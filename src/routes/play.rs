use axum::{
    Json, Router,
    extract::{Path, State},
    http::{HeaderMap, StatusCode},
    routing::{get, post},
};
use uuid::Uuid;
use validator::Validate;

use crate::{
    dto::{
        game::{PlayerSummary, WildcardSlateSummary},
        play::{JoinRoomRequest, JoinRoomResponse, PlayerStateResponse, SubmitAnswerRequest},
    },
    error::AppError,
    services::{answer_service, room_service, wildcard_service},
    state::SharedState,
};

const SESSION_TOKEN_HEADER: &str = "x-session-token";

/// Player-facing endpoints: joining, playing, and leaving a room.
pub fn router() -> Router<SharedState> {
    Router::new()
        .route("/rooms/join", post(join_room))
        .route("/players/{id}", get(get_player_state).delete(leave_room))
        .route("/players/{id}/answer", post(submit_answer))
        .route("/players/{id}/wildcards", get(get_player_wildcards))
}

fn session_token(headers: &HeaderMap) -> Result<&str, AppError> {
    headers
        .get(SESSION_TOKEN_HEADER)
        .and_then(|value| value.to_str().ok())
        .ok_or_else(|| {
            AppError::Unauthorized("missing session token header `x-session-token`".into())
        })
}

/// Join a room by its six-character code.
#[utoipa::path(
    post,
    path = "/rooms/join",
    tag = "play",
    request_body = JoinRoomRequest,
    responses(
        (status = 201, description = "Joined the room", body = JoinRoomResponse),
        (status = 404, description = "No room with that code"),
        (status = 409, description = "Name already taken or game already started")
    )
)]
pub async fn join_room(
    State(state): State<SharedState>,
    Json(payload): Json<JoinRoomRequest>,
) -> Result<(StatusCode, Json<JoinRoomResponse>), AppError> {
    payload.validate()?;
    let joined = room_service::join_room(&state, payload).await?;
    Ok((StatusCode::CREATED, Json(joined)))
}

/// Phase-filtered view of the game for one player: only what the current
/// phase allows is present.
#[utoipa::path(
    get,
    path = "/players/{id}",
    tag = "play",
    params(
        ("id" = String, Path, description = "Identifier of the player"),
        ("x-session-token" = String, Header, description = "Session token issued on join")
    ),
    responses(
        (status = 200, description = "Player state", body = PlayerStateResponse),
        (status = 401, description = "Missing or invalid session token")
    )
)]
pub async fn get_player_state(
    State(state): State<SharedState>,
    Path(id): Path<Uuid>,
    headers: HeaderMap,
) -> Result<Json<PlayerStateResponse>, AppError> {
    let token = session_token(&headers)?;
    Ok(Json(room_service::player_state(&state, id, token).await?))
}

/// Leave the room, releasing the player's name.
#[utoipa::path(
    delete,
    path = "/players/{id}",
    tag = "play",
    params(
        ("id" = String, Path, description = "Identifier of the player"),
        ("x-session-token" = String, Header, description = "Session token issued on join")
    ),
    responses(
        (status = 204, description = "Left the room"),
        (status = 401, description = "Missing or invalid session token")
    )
)]
pub async fn leave_room(
    State(state): State<SharedState>,
    Path(id): Path<Uuid>,
    headers: HeaderMap,
) -> Result<StatusCode, AppError> {
    let token = session_token(&headers)?;
    room_service::leave_room(&state, id, token).await?;
    Ok(StatusCode::NO_CONTENT)
}

/// The caller's own wildcard slate: availability and stored eliminations.
#[utoipa::path(
    get,
    path = "/players/{id}/wildcards",
    tag = "play",
    params(
        ("id" = String, Path, description = "Identifier of the player"),
        ("x-session-token" = String, Header, description = "Session token issued on join")
    ),
    responses(
        (status = 200, description = "Wildcard slate", body = WildcardSlateSummary),
        (status = 401, description = "Missing or invalid session token")
    )
)]
pub async fn get_player_wildcards(
    State(state): State<SharedState>,
    Path(id): Path<Uuid>,
    headers: HeaderMap,
) -> Result<Json<WildcardSlateSummary>, AppError> {
    let token = session_token(&headers)?;
    Ok(Json(
        wildcard_service::player_wildcards(&state, id, token).await?,
    ))
}

/// Record an answer for the current question. Resubmitting overwrites the
/// previous answer while the phase still accepts answers.
#[utoipa::path(
    post,
    path = "/players/{id}/answer",
    tag = "play",
    params(
        ("id" = String, Path, description = "Identifier of the player"),
        ("x-session-token" = String, Header, description = "Session token issued on join")
    ),
    request_body = SubmitAnswerRequest,
    responses(
        (status = 200, description = "Answer recorded", body = PlayerSummary),
        (status = 401, description = "Missing or invalid session token"),
        (status = 409, description = "Answers are locked")
    )
)]
pub async fn submit_answer(
    State(state): State<SharedState>,
    Path(id): Path<Uuid>,
    headers: HeaderMap,
    Json(payload): Json<SubmitAnswerRequest>,
) -> Result<Json<PlayerSummary>, AppError> {
    let token = session_token(&headers)?;
    Ok(Json(
        answer_service::submit_answer(&state, id, token, payload).await?,
    ))
}
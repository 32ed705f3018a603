//! DTO definitions used by the questionnaire admin REST API.

use serde::{Deserialize, Serialize};
use utoipa::ToSchema;
use uuid::Uuid;
use validator::Validate;

use crate::{
    dao::models::{QuestionEntity, QuestionnaireEntity},
    dto::format_system_time,
};

/// Incoming question definition when creating or replacing a questionnaire.
#[derive(Debug, Deserialize, ToSchema, Validate)]
pub struct QuestionInput {
    #[validate(length(min = 1, max = 500))]
    pub question_text: String,
    #[validate(length(min = 1, max = 200))]
    pub correct_answer: String,
    #[validate(length(min = 1, max = 200))]
    pub wrong_answer_1: String,
    #[validate(length(min = 1, max = 200))]
    pub wrong_answer_2: String,
    #[validate(length(min = 1, max = 200))]
    pub wrong_answer_3: String,
}

/// Payload describing a questionnaire and its full question list. Saving
/// replaces any previous questions.
#[derive(Debug, Deserialize, ToSchema, Validate)]
pub struct SaveQuestionnaireRequest {
    #[validate(length(min = 1, max = 100))]
    pub title: String,
    #[validate(nested)]
    pub questions: Vec<QuestionInput>,
}

/// Minimal projection of a questionnaire when listed for administrators.
#[derive(Debug, Serialize, ToSchema)]
pub struct QuestionnaireListItem {
    pub id: Uuid,
    pub title: String,
    pub question_count: usize,
    pub created_at: String,
    pub updated_at: String,
}

impl From<(QuestionnaireEntity, usize)> for QuestionnaireListItem {
    fn from((questionnaire, question_count): (QuestionnaireEntity, usize)) -> Self {
        Self {
            id: questionnaire.id,
            title: questionnaire.title,
            question_count,
            created_at: format_system_time(questionnaire.created_at),
            updated_at: format_system_time(questionnaire.updated_at),
        }
    }
}

/// Admin projection of a question, including the answer key.
#[derive(Debug, Serialize, ToSchema)]
pub struct QuestionSummary {
    pub id: Uuid,
    pub order_number: u32,
    pub question_text: String,
    pub correct_answer: String,
    pub wrong_answers: [String; 3],
}

impl From<QuestionEntity> for QuestionSummary {
    fn from(question: QuestionEntity) -> Self {
        Self {
            id: question.id,
            order_number: question.order_number,
            question_text: question.question_text,
            correct_answer: question.correct_answer,
            wrong_answers: [
                question.wrong_answer_1,
                question.wrong_answer_2,
                question.wrong_answer_3,
            ],
        }
    }
}

/// Full questionnaire returned once created or fetched individually.
#[derive(Debug, Serialize, ToSchema)]
pub struct QuestionnaireDetail {
    pub id: Uuid,
    pub title: String,
    pub created_at: String,
    pub updated_at: String,
    pub questions: Vec<QuestionSummary>,
}

impl From<(QuestionnaireEntity, Vec<QuestionEntity>)> for QuestionnaireDetail {
    fn from((questionnaire, questions): (QuestionnaireEntity, Vec<QuestionEntity>)) -> Self {
        Self {
            id: questionnaire.id,
            title: questionnaire.title,
            created_at: format_system_time(questionnaire.created_at),
            updated_at: format_system_time(questionnaire.updated_at),
            questions: questions.into_iter().map(Into::into).collect(),
        }
    }
}

/// Generic action acknowledgement used by admin and host endpoints.
#[derive(Debug, Serialize, ToSchema)]
pub struct ActionResponse {
    pub message: String,
}
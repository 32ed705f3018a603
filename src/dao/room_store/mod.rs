/// Always-available in-memory backend, used in tests and when no database
/// is configured.
pub mod memory;
/// MongoDB-backed persistent storage.
#[cfg(feature = "mongo-store")]
pub mod mongodb;

use std::time::SystemTime;

use futures::future::BoxFuture;
use uuid::Uuid;

use crate::dao::models::{
    GameQuestionEntity, GameRoomEntity, PlayerEntity, QuestionEntity, QuestionnaireEntity,
};
use crate::dao::storage::StorageResult;

/// Abstraction over the persistence layer for questionnaires, rooms,
/// materialized questions, and players.
///
/// `update_room` is the only compare-and-swap operation: it succeeds when the
/// stored revision is exactly one behind the submitted entity and fails with
/// a conflict otherwise. Every other write is last-writer-wins.
pub trait RoomStore: Send + Sync {
    fn save_questionnaire(
        &self,
        questionnaire: QuestionnaireEntity,
        questions: Vec<QuestionEntity>,
    ) -> BoxFuture<'static, StorageResult<()>>;
    fn find_questionnaire(
        &self,
        id: Uuid,
    ) -> BoxFuture<'static, StorageResult<Option<QuestionnaireEntity>>>;
    fn list_questionnaires(&self) -> BoxFuture<'static, StorageResult<Vec<QuestionnaireEntity>>>;
    fn delete_questionnaire(&self, id: Uuid) -> BoxFuture<'static, StorageResult<bool>>;
    fn list_questions(
        &self,
        questionnaire_id: Uuid,
    ) -> BoxFuture<'static, StorageResult<Vec<QuestionEntity>>>;
    fn find_question(&self, id: Uuid) -> BoxFuture<'static, StorageResult<Option<QuestionEntity>>>;

    fn insert_room(&self, room: GameRoomEntity) -> BoxFuture<'static, StorageResult<()>>;
    fn update_room(&self, room: GameRoomEntity) -> BoxFuture<'static, StorageResult<()>>;
    fn find_room(&self, id: Uuid) -> BoxFuture<'static, StorageResult<Option<GameRoomEntity>>>;
    fn find_room_by_code(
        &self,
        code: String,
    ) -> BoxFuture<'static, StorageResult<Option<GameRoomEntity>>>;
    fn find_waiting_room_for(
        &self,
        questionnaire_id: Uuid,
    ) -> BoxFuture<'static, StorageResult<Option<GameRoomEntity>>>;
    fn delete_room(&self, id: Uuid) -> BoxFuture<'static, StorageResult<bool>>;
    fn delete_stale_waiting_rooms(
        &self,
        cutoff: SystemTime,
    ) -> BoxFuture<'static, StorageResult<u64>>;

    fn insert_game_questions(
        &self,
        questions: Vec<GameQuestionEntity>,
    ) -> BoxFuture<'static, StorageResult<()>>;
    fn list_game_questions(
        &self,
        room_id: Uuid,
    ) -> BoxFuture<'static, StorageResult<Vec<GameQuestionEntity>>>;
    fn find_game_question(
        &self,
        room_id: Uuid,
        question_id: Uuid,
    ) -> BoxFuture<'static, StorageResult<Option<GameQuestionEntity>>>;
    fn update_game_question(
        &self,
        question: GameQuestionEntity,
    ) -> BoxFuture<'static, StorageResult<()>>;

    fn insert_player(&self, player: PlayerEntity) -> BoxFuture<'static, StorageResult<()>>;
    fn find_player(&self, id: Uuid) -> BoxFuture<'static, StorageResult<Option<PlayerEntity>>>;
    fn find_player_by_name(
        &self,
        room_id: Uuid,
        name: String,
    ) -> BoxFuture<'static, StorageResult<Option<PlayerEntity>>>;
    fn list_players(&self, room_id: Uuid) -> BoxFuture<'static, StorageResult<Vec<PlayerEntity>>>;
    fn update_player(&self, player: PlayerEntity) -> BoxFuture<'static, StorageResult<()>>;
    fn update_players(&self, players: Vec<PlayerEntity>) -> BoxFuture<'static, StorageResult<()>>;
    fn delete_player(&self, id: Uuid) -> BoxFuture<'static, StorageResult<bool>>;

    fn health_check(&self) -> BoxFuture<'static, StorageResult<()>>;
    fn try_reconnect(&self) -> BoxFuture<'static, StorageResult<()>>;
}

The task: Among the entries, how many lines hold the string "post"? Answer with a bare number.

Task output: 5